The nature and characteristics of problem gaming, with a focus on ICD-11 diagnoses.

机构信息

National Centre for Youth Substance Use Research, The University of Queensland, Brisbane, Queensland, Australia.

出版信息

Curr Opin Psychiatry. 2024 Jul 1;37(4):292-300. doi: 10.1097/YCO.0000000000000949. Epub 2024 May 6.

Abstract

PURPOSE OF REVIEW

This review describes the diagnoses related to problem gaming that are included in ICD-11, published by the WHO in 2022. It summarizes the recent literature on the prevalence of Gaming Disorder, its structure, antecedents and comorbidities, and explores whether the range of diagnoses currently available adequately covers the range of experiences seen with problem gaming.

RECENT FINDINGS

Overall, between 3 and 6% of the population worldwide are reported to have a gaming disorder as defined by ICD-11 or DSM-5. However, most studies are constrained by methodological issues such as nonrepresentative samples and the use of brief questionnaires to determine prevalence. ICD-11 Gaming Disorder is a psychometrically sound diagnosis. There is no diagnosis that currently captures the experience of harm from gaming, where the requirements for the diagnosis of Gaming Disorder are not reached.

SUMMARY

There is evidence in support of the proposed new entity of 'Harmful Gaming', which encompasses mental and physical harm/impairment due to a repeated pattern of gaming, but where requirements for the diagnosis of Gaming Disorder are not met. Such a diagnosis would complete the spectrum of diagnoses available for problem or unhealthy gaming, similar to those for unhealthy substance use, and would provide a framework for a public health approach to reducing the overall harm from unhealthy gaming.

摘要

目的综述:本文描述了世界卫生组织(WHO)于 2022 年发布的《国际疾病分类第 11 版》(ICD-11)中包含的与问题性游戏相关的诊断。总结了关于游戏障碍患病率、结构、前因和共病的最新文献,并探讨了当前可用的诊断范围是否充分涵盖了与问题性游戏相关的各种体验。

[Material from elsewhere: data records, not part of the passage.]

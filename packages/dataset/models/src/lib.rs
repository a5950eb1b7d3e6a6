#![cfg_attr(feature = "fail-on-warnings", deny(warnings))]
#![warn(clippy::all, clippy::pedantic, clippy::nursery, clippy::cargo)]
#![allow(clippy::multiple_crate_versions, clippy::cargo_common_metadata)]

//! Daily per-neighborhood observation row and output column schema.
//!
//! Both the synthetic generator and the real-data converter emit
//! [`DailyObservation`] rows. The serialized column names and their
//! order are the contract the dashboard and model-fitting code read, so
//! they must not change.

use chrono::NaiveDate;
use flood_risk_neighborhood_models::{Neighborhood, NeighborhoodCategory};
use serde::{Deserialize, Serialize};

/// `date` column: UTC calendar day.
pub const COL_DATE: &str = "date";
/// `bairro` column: neighborhood name.
pub const COL_NEIGHBORHOOD: &str = "bairro";
/// `lat` column: jittered latitude.
pub const COL_LAT: &str = "lat";
/// `lon` column: jittered longitude.
pub const COL_LON: &str = "lon";
/// `altitude` column: meters.
pub const COL_ALTITUDE: &str = "altitude";
/// `vulnerabilidade` column: 0-1 index.
pub const COL_VULNERABILITY: &str = "vulnerabilidade";
/// `densidade_pop` column: people/km².
pub const COL_DENSITY: &str = "densidade_pop";
/// `chuva_mm` column: daily rainfall.
pub const COL_RAINFALL: &str = "chuva_mm";
/// `mare_m` column: daily tide height.
pub const COL_TIDE: &str = "mare_m";
/// `ocorrencias` column: synthetic occurrence count.
pub const COL_OCCURRENCES: &str = "ocorrencias";
/// `tipo_bairro` column: neighborhood category.
pub const COL_CATEGORY: &str = "tipo_bairro";

/// Every output column, in file order.
pub const COLUMNS: [&str; 11] = [
    COL_DATE,
    COL_NEIGHBORHOOD,
    COL_LAT,
    COL_LON,
    COL_ALTITUDE,
    COL_VULNERABILITY,
    COL_DENSITY,
    COL_RAINFALL,
    COL_TIDE,
    COL_OCCURRENCES,
    COL_CATEGORY,
];

/// Decimal places written for `lat` and `lon`.
pub const COORDINATE_DECIMALS: i32 = 6;
/// Decimal places written for `vulnerabilidade`.
pub const VULNERABILITY_DECIMALS: i32 = 3;
/// Decimal places written for `chuva_mm`.
pub const RAINFALL_DECIMALS: i32 = 2;
/// Decimal places written for `mare_m`.
pub const TIDE_DECIMALS: i32 = 3;

/// One row of the dataset: a single neighborhood on a single day.
///
/// `occurrences` is always synthetic. It is drawn from a Poisson model
/// and never observed, even when rainfall and tide are real readings.
#[derive(Debug, Clone, PartialEq, Serialize, Deserialize)]
pub struct DailyObservation {
    /// Calendar day (UTC).
    #[serde(with = "calendar_date")]
    pub date: NaiveDate,
    /// Neighborhood name.
    #[serde(rename = "bairro")]
    pub neighborhood: String,
    /// Reference latitude plus GPS-style jitter.
    pub lat: f64,
    /// Reference longitude plus GPS-style jitter.
    pub lon: f64,
    /// Altitude in meters.
    pub altitude: i64,
    /// Vulnerability index, 0-1.
    #[serde(rename = "vulnerabilidade")]
    pub vulnerability: f64,
    /// Population density in people/km².
    #[serde(rename = "densidade_pop")]
    pub population_density: i64,
    /// Daily rainfall in mm.
    #[serde(rename = "chuva_mm")]
    pub rainfall_mm: f64,
    /// Daily tide height in meters.
    #[serde(rename = "mare_m")]
    pub tide_m: f64,
    /// Synthetic occurrence count.
    #[serde(rename = "ocorrencias")]
    pub occurrences: u32,
    /// Neighborhood category.
    #[serde(rename = "tipo_bairro")]
    pub category: NeighborhoodCategory,
}

impl DailyObservation {
    /// Builds a row from a neighborhood's static attributes plus the
    /// per-day values, rounding every float to its output precision.
    #[must_use]
    pub fn new(
        date: NaiveDate,
        neighborhood: &Neighborhood,
        coordinates: (f64, f64),
        rainfall_mm: f64,
        tide_m: f64,
        occurrences: u32,
    ) -> Self {
        Self {
            date,
            neighborhood: neighborhood.name.clone(),
            lat: round_decimals(coordinates.0, COORDINATE_DECIMALS),
            lon: round_decimals(coordinates.1, COORDINATE_DECIMALS),
            altitude: neighborhood.altitude,
            vulnerability: round_decimals(neighborhood.vulnerability, VULNERABILITY_DECIMALS),
            population_density: neighborhood.population_density,
            rainfall_mm: round_decimals(rainfall_mm, RAINFALL_DECIMALS),
            tide_m: round_decimals(tide_m, TIDE_DECIMALS),
            occurrences,
            category: neighborhood.category,
        }
    }
}

/// Rounds `value` to `places` decimal places.
#[must_use]
pub fn round_decimals(value: f64, places: i32) -> f64 {
    let factor = 10_f64.powi(places);
    (value * factor).round() / factor
}

/// Sorts rows by date, then neighborhood name.
pub fn sort_observations(rows: &mut [DailyObservation]) {
    rows.sort_by(|a, b| {
        a.date
            .cmp(&b.date)
            .then_with(|| a.neighborhood.cmp(&b.neighborhood))
    });
}

/// Serde adapter for the `date` column.
///
/// Writes `YYYY-MM-DD`. Reads that form plus the timestamped forms older
/// exports used (`YYYY-MM-DD HH:MM:SS` with or without a `+00:00`
/// offset).
pub mod calendar_date {
    use chrono::{DateTime, NaiveDate, NaiveDateTime, Utc};
    use serde::{Deserialize as _, Deserializer, Serializer};

    /// Output format.
    pub const FORMAT: &str = "%Y-%m-%d";

    /// Parses any accepted `date` cell.
    #[must_use]
    pub fn parse(raw: &str) -> Option<NaiveDate> {
        let raw = raw.trim();
        if let Ok(date) = NaiveDate::parse_from_str(raw, FORMAT) {
            return Some(date);
        }
        if let Ok(dt) = DateTime::parse_from_str(raw, "%Y-%m-%d %H:%M:%S%:z") {
            return Some(dt.with_timezone(&Utc).date_naive());
        }
        if let Ok(naive) = NaiveDateTime::parse_from_str(raw, "%Y-%m-%d %H:%M:%S") {
            return Some(naive.date());
        }
        None
    }

    /// Serializes a date as `YYYY-MM-DD`.
    ///
    /// # Errors
    ///
    /// Propagates serializer errors.
    pub fn serialize<S: Serializer>(date: &NaiveDate, serializer: S) -> Result<S::Ok, S::Error> {
        serializer.collect_str(&date.format(FORMAT))
    }

    /// Deserializes a date from any accepted form.
    ///
    /// # Errors
    ///
    /// Returns an error if the cell is not a recognizable calendar date.
    pub fn deserialize<'de, D: Deserializer<'de>>(deserializer: D) -> Result<NaiveDate, D::Error> {
        let raw = String::deserialize(deserializer)?;
        parse(&raw)
            .ok_or_else(|| serde::de::Error::custom(format!("invalid calendar date: {raw:?}")))
    }
}

#[cfg(test)]
mod tests {
    use super::*;

    fn torre() -> Neighborhood {
        Neighborhood {
            name: "Torre".to_string(),
            lat: -8.0456,
            lon: -34.9025,
            altitude: 15,
            category: NeighborhoodCategory::MediumUrban,
            vulnerability: 0.42,
            population_density: 7600,
            tide_sensitivity: 0.28,
            rainfall_sensitivity: 0.52,
        }
    }

    #[test]
    fn rounds_to_output_precision() {
        let date = NaiveDate::from_ymd_opt(2024, 3, 15).unwrap();
        let row = DailyObservation::new(
            date,
            &torre(),
            (-8.045_612_345, -34.902_487_654),
            25.456,
            1.234_56,
            3,
        );
        assert_eq!(row.lat, -8.045_612);
        assert_eq!(row.lon, -34.902_488);
        assert_eq!(row.rainfall_mm, 25.46);
        assert_eq!(row.tide_m, 1.235);
        assert_eq!(row.vulnerability, 0.42);
        assert_eq!(row.altitude, 15);
        assert_eq!(row.category, NeighborhoodCategory::MediumUrban);
    }

    #[test]
    fn sorts_by_date_then_name() {
        let n = torre();
        let d1 = NaiveDate::from_ymd_opt(2024, 1, 1).unwrap();
        let d2 = NaiveDate::from_ymd_opt(2024, 1, 2).unwrap();
        let mut rows = vec![
            DailyObservation::new(d2, &n, (n.lat, n.lon), 0.0, 1.0, 0),
            DailyObservation {
                neighborhood: "Afogados".to_string(),
                ..DailyObservation::new(d2, &n, (n.lat, n.lon), 0.0, 1.0, 0)
            },
            DailyObservation::new(d1, &n, (n.lat, n.lon), 0.0, 1.0, 0),
        ];
        sort_observations(&mut rows);
        assert_eq!(rows[0].date, d1);
        assert_eq!(rows[1].neighborhood, "Afogados");
        assert_eq!(rows[2].neighborhood, "Torre");
    }

    #[test]
    fn parses_plain_and_timestamped_dates() {
        let expected = NaiveDate::from_ymd_opt(2024, 5, 2);
        assert_eq!(calendar_date::parse("2024-05-02"), expected);
        assert_eq!(calendar_date::parse("2024-05-02 00:00:00+00:00"), expected);
        assert_eq!(calendar_date::parse("2024-05-02 00:00:00"), expected);
        assert_eq!(calendar_date::parse("02/05/2024"), None);
        assert_eq!(calendar_date::parse("2024-02-30"), None);
    }

    #[test]
    fn columns_follow_field_order() {
        assert_eq!(COLUMNS[0], "date");
        assert_eq!(COLUMNS[1], "bairro");
        assert_eq!(COLUMNS[10], "tipo_bairro");
    }
}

最新发现:总体而言,全球有 3%至 6%的人口被认为患有 ICD-11 或 DSM-5 定义的游戏障碍。然而,大多数研究受到方法学问题的限制,例如代表性不足的样本和使用简短问卷来确定患病率。ICD-11 游戏障碍是一种具有良好心理测量学特性的诊断。目前还没有一个诊断能够捕捉到因游戏而产生的伤害体验,而这种体验不符合游戏障碍的诊断要求。

总结:有证据支持“有害游戏”这一新实体的提出,它包含了由于重复游戏模式而导致的精神和身体伤害/障碍,但不符合游戏障碍的诊断要求。这样的诊断将完善问题或不健康游戏的诊断范围,类似于对不健康物质使用的诊断,并为减少不健康游戏带来的整体危害提供一个公共卫生方法的框架。